- _SUPPLIED ENTRIES_:
*** Begin section ***

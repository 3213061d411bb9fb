// Wrought - small MVC request-dispatch and view-rendering core
// Path-routed controllers over an ordered include path, slot-based views

pub mod value;

// Framework modules
pub mod argv;
pub mod assets;
pub mod config;
pub mod controller;
pub mod dispatcher;
pub mod pdf;
pub mod renderer;
pub mod request;
pub mod resolver;
pub mod session;
pub mod view;

// Re-export framework types
pub use argv::Argv;
pub use assets::{AssetRegistry, LinkTag};
pub use config::{Config, RuntimeMode};
pub use controller::{action_from_argv, Controller, ControllerFactory, ControllerRegistry, DataHandle};
pub use dispatcher::Dispatcher;
pub use pdf::PdfBackend;
pub use renderer::Renderer;
pub use request::{QueryParams, RouteRequest};
pub use resolver::{ControllerIdentity, ControllerResolver};
pub use session::{Login, Session};
pub use value::Value;
pub use view::{OutputFormat, Rendered, View};

// Re-export the containment helpers for embedders
pub use wrought_paths::resolve_within;
// File: src/session.rs
// Purpose: Session login accessor consumed by View::render

/// The current login, as exposed by the external session layer
#[derive(Debug, Clone, PartialEq)]
pub struct Login {
    pub id: i64,
    pub name: String,
}

impl Login {
    pub fn new(id: i64, name: impl Into<String>) -> Self {
        Self {
            id,
            name: name.into(),
        }
    }
}

/// Per-request session handle; absent login means unauthenticated
#[derive(Debug, Clone, Default)]
pub struct Session {
    login: Option<Login>,
}

impl Session {
    /// An unauthenticated session
    pub fn anonymous() -> Self {
        Self { login: None }
    }

    pub fn with_login(login: Login) -> Self {
        Self { login: Some(login) }
    }

    pub fn login(&self) -> Option<&Login> {
        self.login.as_ref()
    }

    /// The identity injected into every render scope: the active login,
    /// or the anonymous `(0, "world")` pair
    pub fn render_identity(&self) -> (i64, String) {
        match &self.login {
            Some(login) => (login.id, login.name.clone()),
            None => (0, "world".to_string()),
        }
    }
}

*** End section ***

- _WORK ORDER_: Copy all of the material word for word.

- _TASK SOLUTION_:
repository 3213061d411bb9fb
// Wrought - small MVC request-dispatch and view-rendering core
// Path-routed controllers over an ordered include path, slot-based views

pub mod value;

// Framework modules
pub mod argv;
pub mod assets;
pub mod config;
pub mod controller;
pub mod dispatcher;
pub mod pdf;
pub mod renderer;
pub mod request;
pub mod resolver;
pub mod session;
pub mod view;

// Re-export framework types
pub use argv::Argv;
pub use assets::{AssetRegistry, LinkTag};
pub use config::{Config, RuntimeMode};
pub use controller::{action_from_argv, Controller, ControllerFactory, ControllerRegistry, DataHandle};
pub use dispatcher::Dispatcher;
pub use pdf::PdfBackend;
pub use renderer::Renderer;
pub use request::{QueryParams, RouteRequest};
pub use resolver::{ControllerIdentity, ControllerResolver};
pub use session::{Login, Session};
pub use value::Value;
pub use view::{OutputFormat, Rendered, View};

// Re-export the containment helpers for embedders
pub use wrought_paths::resolve_within;
// File: src/session.rs
// Purpose: Session login accessor consumed by View::render

/// The current login, as exposed by the external session layer
#[derive(Debug, Clone, PartialEq)]
pub struct Login {
    pub id: i64,
    pub name: String,
}

impl Login {
    pub fn new(id: i64, name: impl Into<String>) -> Self {
        Self {
            id,
            name: name.into(),
        }
    }
}

/// Per-request session handle; absent login means unauthenticated
#[derive(Debug, Clone, Default)]
pub struct Session {
    login: Option<Login>,
}

impl Session {
    /// An unauthenticated session
    pub fn anonymous() -> Self {
        Self { login: None }
    }

    pub fn with_login(login: Login) -> Self {
        Self { login: Some(login) }
    }

    pub fn login(&self) -> Option<&Login> {
        self.login.as_ref()
    }

    /// The identity injected into every render scope: the active login,
    /// or the anonymous `(0, "world")` pair
    pub fn render_identity(&self) -> (i64, String) {
        match &self.login {
            Some(login) => (login.id, login.name.clone()),
            None => (0, "world".to_string()),
        }
    }
}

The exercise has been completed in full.